═══ DATA PROVIDED ═══
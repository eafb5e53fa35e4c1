//! Route trie keyed by path segment.
//!
//! # Responsibilities
//! - Own every handler registered for one router instance
//! - Create subtree nodes on demand without disturbing existing ones
//! - Route the reserved markers into the index and not-found slots
//!
//! # Design Decisions
//! - Owned recursive tree: each child is exclusively owned by its parent
//! - Re-registering a path silently replaces the previous handler
//! - A leaf standing where a subtree is needed is promoted, its handler
//!   moving into the new subtree's index slot

use std::collections::HashMap;

use crate::routing::error::RouteError;
use crate::routing::handler::Handler;
use crate::routing::path::{self, INDEX_SEGMENT, NOT_FOUND_SEGMENT};
use crate::routing::resolver::{self, Resolution};

/// A node in the route trie.
#[derive(Debug)]
pub enum RouteNode<N> {
    /// A concrete handler for exactly this path.
    Leaf(Handler<N>),
    /// A subtree with its own slots.
    Internal(InternalNode<N>),
}

impl<N> RouteNode<N> {
    /// Turn this node into a subtree, keeping a leaf's handler as the index.
    fn promote(&mut self) -> &mut InternalNode<N> {
        if let RouteNode::Leaf(handler) = self {
            let index = handler.clone();
            *self = RouteNode::Internal(InternalNode {
                index: Some(index),
                ..InternalNode::default()
            });
        }
        match self {
            RouteNode::Internal(node) => node,
            RouteNode::Leaf(_) => unreachable!("leaf promoted above"),
        }
    }

    fn handler_count(&self) -> usize {
        match self {
            RouteNode::Leaf(_) => 1,
            RouteNode::Internal(node) => node.handler_count(),
        }
    }
}

/// A subtree: children by segment plus the two optional slots.
#[derive(Debug)]
pub struct InternalNode<N> {
    pub(crate) children: HashMap<String, RouteNode<N>>,
    pub(crate) index: Option<Handler<N>>,
    pub(crate) not_found: Option<Handler<N>>,
}

// Manual impl: deriving would require `N: Default`.
impl<N> Default for InternalNode<N> {
    fn default() -> Self {
        Self {
            children: HashMap::new(),
            index: None,
            not_found: None,
        }
    }
}

impl<N> InternalNode<N> {
    /// Child at `segment`, if any.
    pub fn child(&self, segment: &str) -> Option<&RouteNode<N>> {
        self.children.get(segment)
    }

    /// Handler used when resolution ends exactly at this node.
    pub fn index(&self) -> Option<&Handler<N>> {
        self.index.as_ref()
    }

    /// Handler used when resolution fails at or below this node.
    pub fn not_found(&self) -> Option<&Handler<N>> {
        self.not_found.as_ref()
    }

    fn subtree(&mut self, segment: &str) -> &mut InternalNode<N> {
        let node = self
            .children
            .entry(segment.to_string())
            .or_insert_with(|| RouteNode::Internal(InternalNode::default()));
        if matches!(node, RouteNode::Leaf(_)) {
            tracing::debug!(segment, "Promoting leaf route to subtree, handler kept as index");
        }
        node.promote()
    }

    fn attach(&mut self, segment: &str, handler: Handler<N>, path: &str) {
        let replaced = match segment {
            INDEX_SEGMENT => self.index.replace(handler).is_some(),
            NOT_FOUND_SEGMENT => self.not_found.replace(handler).is_some(),
            _ => match self.children.get_mut(segment) {
                Some(RouteNode::Internal(node)) => node.index.replace(handler).is_some(),
                _ => self
                    .children
                    .insert(segment.to_string(), RouteNode::Leaf(handler))
                    .is_some(),
            },
        };
        if replaced {
            tracing::debug!(path, "Route re-registered, previous handler replaced");
        }
    }

    fn handler_count(&self) -> usize {
        usize::from(self.index.is_some())
            + usize::from(self.not_found.is_some())
            + self.children.values().map(RouteNode::handler_count).sum::<usize>()
    }
}

/// Route table of one router instance.
#[derive(Debug)]
pub struct RouteTrie<N> {
    root: InternalNode<N>,
}

impl<N> Default for RouteTrie<N> {
    fn default() -> Self {
        Self::new()
    }
}

impl<N> RouteTrie<N> {
    /// Create an empty trie.
    pub fn new() -> Self {
        Self {
            root: InternalNode::default(),
        }
    }

    /// Root node of the trie.
    pub fn root(&self) -> &InternalNode<N> {
        &self.root
    }

    /// Register `handler` at `path`.
    ///
    /// The last segment decides where the handler lands: `""` fills the
    /// index slot, `"$404$"` the not-found slot, and an existing subtree at a
    /// plain segment gets the handler as its index.
    pub fn insert(&mut self, path: &str, handler: Handler<N>) -> Result<(), RouteError> {
        let segments = path::route_segments(path);
        let Some((last, parents)) = segments.split_last() else {
            return Err(RouteError::InvalidPath(path.to_string()));
        };

        let mut node = &mut self.root;
        for segment in parents {
            match *segment {
                INDEX_SEGMENT => return Err(RouteError::InvalidPath(path.to_string())),
                NOT_FOUND_SEGMENT => {
                    return Err(RouteError::RouteConflict {
                        path: path.to_string(),
                        segment: segment.to_string(),
                    })
                }
                _ => node = node.subtree(segment),
            }
        }

        node.attach(last, handler, path);
        Ok(())
    }

    /// Register every `(path, handler)` pair, in iteration order.
    ///
    /// Stops at the first invalid path; earlier entries stay registered.
    pub fn register<I, P>(&mut self, routes: I) -> Result<(), RouteError>
    where
        I: IntoIterator<Item = (P, Handler<N>)>,
        P: AsRef<str>,
    {
        routes
            .into_iter()
            .try_for_each(|(path, handler)| self.insert(path.as_ref(), handler))
    }

    /// Find the handler for `path`.
    pub fn resolve(&self, path: &str) -> Option<&Handler<N>> {
        resolver::resolve(&self.root, path).handler
    }

    /// Find the handler for `path`, reporting how it was found.
    pub fn resolve_traced(&self, path: &str) -> Resolution<'_, N> {
        resolver::resolve(&self.root, path)
    }

    /// Number of registered handlers, slots included.
    pub fn len(&self) -> usize {
        self.root.handler_count()
    }

    /// Whether nothing has been registered.
    pub fn is_empty(&self) -> bool {
        self.len() == 0
    }
}

#[cfg(test)]
mod tests {
    use super::*;
    use crate::routing::handler::BoxError;

    fn handler(label: &'static str) -> Handler<String> {
        Handler::simple(move |_path: String| async move { Ok::<_, BoxError>(label.to_string()) })
    }

    #[test]
    fn test_insert_creates_subtrees() {
        let mut trie = RouteTrie::new();
        trie.insert("/a/b", handler("ab")).unwrap();

        match trie.root().child("a") {
            Some(RouteNode::Internal(a)) => {
                assert!(matches!(a.child("b"), Some(RouteNode::Leaf(_))));
                assert!(a.index().is_none());
            }
            other => panic!("expected subtree at a, got {:?}", other),
        }
        assert_eq!(trie.len(), 1);
    }

    #[test]
    fn test_reserved_segments_fill_slots() {
        let mut trie = RouteTrie::new();
        trie.insert("/", handler("home")).unwrap();
        trie.insert("/$404$", handler("missing")).unwrap();
        trie.insert("/docs/", handler("docs")).unwrap();

        assert!(trie.root().index().is_some());
        assert!(trie.root().not_found().is_some());
        assert!(trie.root().child("").is_none());
        assert!(trie.root().child("$404$").is_none());
        match trie.root().child("docs") {
            Some(RouteNode::Internal(docs)) => assert!(docs.index().is_some()),
            other => panic!("expected subtree at docs, got {:?}", other),
        }
    }

    #[test]
    fn test_existing_subtree_gets_index() {
        let mut trie = RouteTrie::new();
        let parent = handler("a");
        trie.insert("/a/b", handler("ab")).unwrap();
        trie.insert("/a", parent.clone()).unwrap();

        match trie.root().child("a") {
            Some(RouteNode::Internal(a)) => {
                assert!(a.index().unwrap().same_as(&parent));
                assert!(a.child("b").is_some());
            }
            other => panic!("expected subtree at a, got {:?}", other),
        }
        assert_eq!(trie.len(), 2);
    }

    #[test]
    fn test_leaf_in_the_way_is_promoted() {
        let mut trie = RouteTrie::new();
        let parent = handler("a");
        trie.insert("/a", parent.clone()).unwrap();
        trie.insert("/a/b", handler("ab")).unwrap();

        match trie.root().child("a") {
            Some(RouteNode::Internal(a)) => {
                assert!(a.index().unwrap().same_as(&parent));
                assert!(matches!(a.child("b"), Some(RouteNode::Leaf(_))));
            }
            other => panic!("expected promoted subtree at a, got {:?}", other),
        }
    }

    #[test]
    fn test_leading_slash_optional() {
        let mut trie = RouteTrie::new();
        let missing = handler("missing");
        let docs = handler("docs");
        trie.insert("$404$", missing.clone()).unwrap();
        trie.insert("docs", docs.clone()).unwrap();

        assert!(trie.root().not_found().unwrap().same_as(&missing));
        assert!(trie.resolve("/docs").unwrap().same_as(&docs));
    }

    #[test]
    fn test_reregistration_replaces() {
        let mut trie = RouteTrie::new();
        let second = handler("second");
        trie.insert("/x", handler("first")).unwrap();
        trie.insert("/x", second.clone()).unwrap();

        assert!(trie.resolve("/x").unwrap().same_as(&second));
        assert_eq!(trie.len(), 1);
    }

    #[test]
    fn test_invalid_paths_rejected() {
        let mut trie = RouteTrie::new();

        assert!(matches!(trie.insert("", handler("d")), Err(RouteError::InvalidPath(_))));
        assert!(matches!(
            trie.insert("//x", handler("d")),
            Err(RouteError::InvalidPath(_))
        ));
        assert!(matches!(
            trie.insert("/$404$/x", handler("d")),
            Err(RouteError::RouteConflict { .. })
        ));
        assert!(trie.is_empty());
    }

    #[test]
    fn test_register_stops_at_first_error() {
        let mut trie = RouteTrie::new();
        let result = trie.register(vec![
            ("/ok", handler("ok")),
            ("", handler("bad")),
            ("/never", handler("never")),
        ]);

        assert!(result.is_err());
        assert!(trie.resolve("/ok").is_some());
        assert!(trie.resolve("/never").is_none());
    }
}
═══
(EXERCISE BRIEF)
Above are the records. Copy every line in them holding "replaced".

(RESPONSE AREA)
        let replaced = match segment {
        if replaced {
            tracing::debug!(path, "Route re-registered, previous handler replaced");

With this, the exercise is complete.